§ Exercise prompt
In the entries below, find every line with "QuerySpec" and copy it.
━━━━━ Material for the task ━━━━━
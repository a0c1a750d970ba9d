//! Turns user selections into concrete read operations
//!
//! The planner performs no I/O: it is a pure function of its inputs plus
//! the immutable category metadata, which is what makes it independently
//! testable.

use crate::category::{CategoryShape, CategorySpec};
use crate::error::EngineError;
use crate::query::{
    FilterClause, FindQuery, PipelineQuery, PipelineStage, QuerySpec, SortDirection, SortKey,
    SortMode,
};
use crate::value::Scalar;

/// Plan the read operation for one user selection tuple.
///
/// Time-series shapes span the whole year axis, so `sort`, `limit` and
/// `year` only influence ranked shapes; passing them for a time series is
/// allowed and ignored.
pub fn plan(
    spec: &CategorySpec,
    sort: SortMode,
    limit: Option<u64>,
    year: Option<i64>,
) -> Result<QuerySpec, EngineError> {
    match &spec.shape {
        CategoryShape::TimeSeriesCount {
            year: year_field,
            count,
            title_type_field,
            title_type,
        } => Ok(QuerySpec::Find(FindQuery {
            collection: spec.collection.clone(),
            filter: vec![FilterClause {
                field: title_type_field.clone(),
                value: Scalar::Text(title_type.clone()),
            }],
            projection: vec![year_field.clone(), count.clone()],
            sort: SortKey {
                field: year_field.clone(),
                direction: SortDirection::Ascending,
            },
            limit: None,
        })),

        CategoryShape::TimeSeriesMax {
            year: year_field,
            metric,
        } => Ok(QuerySpec::Pipeline(PipelineQuery {
            collection: spec.collection.clone(),
            stages: vec![
                PipelineStage::GroupMax {
                    by: year_field.clone(),
                    field: metric.clone(),
                },
                PipelineStage::Sort {
                    field: year_field.clone(),
                    direction: SortDirection::Ascending,
                },
            ],
        })),

        CategoryShape::RankedEntities {
            entity,
            rating,
            votes,
            relevance,
            year: year_field,
        } => {
            let filter = ranked_year_filter(spec, year_field, year)?;
            let sort_field = match sort {
                SortMode::Rating => rating.clone(),
                SortMode::Votes => votes.clone(),
                SortMode::Relevance => relevance.clone(),
            };
            Ok(QuerySpec::Find(FindQuery {
                collection: spec.collection.clone(),
                filter,
                projection: vec![
                    entity.clone(),
                    rating.clone(),
                    votes.clone(),
                    relevance.clone(),
                ],
                sort: SortKey {
                    field: sort_field,
                    direction: SortDirection::Descending,
                },
                limit,
            }))
        }

        CategoryShape::DualMetricRanked {
            entity,
            rating,
            votes,
            first,
            second,
            relevance,
            year: year_field,
        } => {
            let filter = ranked_year_filter(spec, year_field, year)?;
            let sort_field = match sort {
                SortMode::Rating => rating.clone(),
                SortMode::Votes => votes.clone(),
                SortMode::Relevance => relevance.clone(),
            };
            Ok(QuerySpec::Find(FindQuery {
                collection: spec.collection.clone(),
                filter,
                projection: vec![
                    entity.clone(),
                    rating.clone(),
                    votes.clone(),
                    first.clone(),
                    second.clone(),
                ],
                sort: SortKey {
                    field: sort_field,
                    direction: SortDirection::Descending,
                },
                limit,
            }))
        }
    }
}

/// Year filter for ranked shapes. A missing year is an error only when
/// the shape actually filters by year.
fn ranked_year_filter(
    spec: &CategorySpec,
    year_field: &str,
    year: Option<i64>,
) -> Result<Vec<FilterClause>, EngineError> {
    match year {
        Some(value) => Ok(vec![FilterClause {
            field: year_field.to_owned(),
            value: Scalar::Int(value),
        }]),
        None if spec.supports_year_filter() => {
            Err(EngineError::MissingYear(spec.key.clone()))
        }
        None => Ok(Vec::new()),
    }
}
━━━━━
§ Answer to this task
    FilterClause, FindQuery, PipelineQuery, PipelineStage, QuerySpec, SortDirection, SortKey,
) -> Result<QuerySpec, EngineError> {
        } => Ok(QuerySpec::Find(FindQuery {
        } => Ok(QuerySpec::Pipeline(PipelineQuery {
            Ok(QuerySpec::Find(FindQuery {
            Ok(QuerySpec::Find(FindQuery {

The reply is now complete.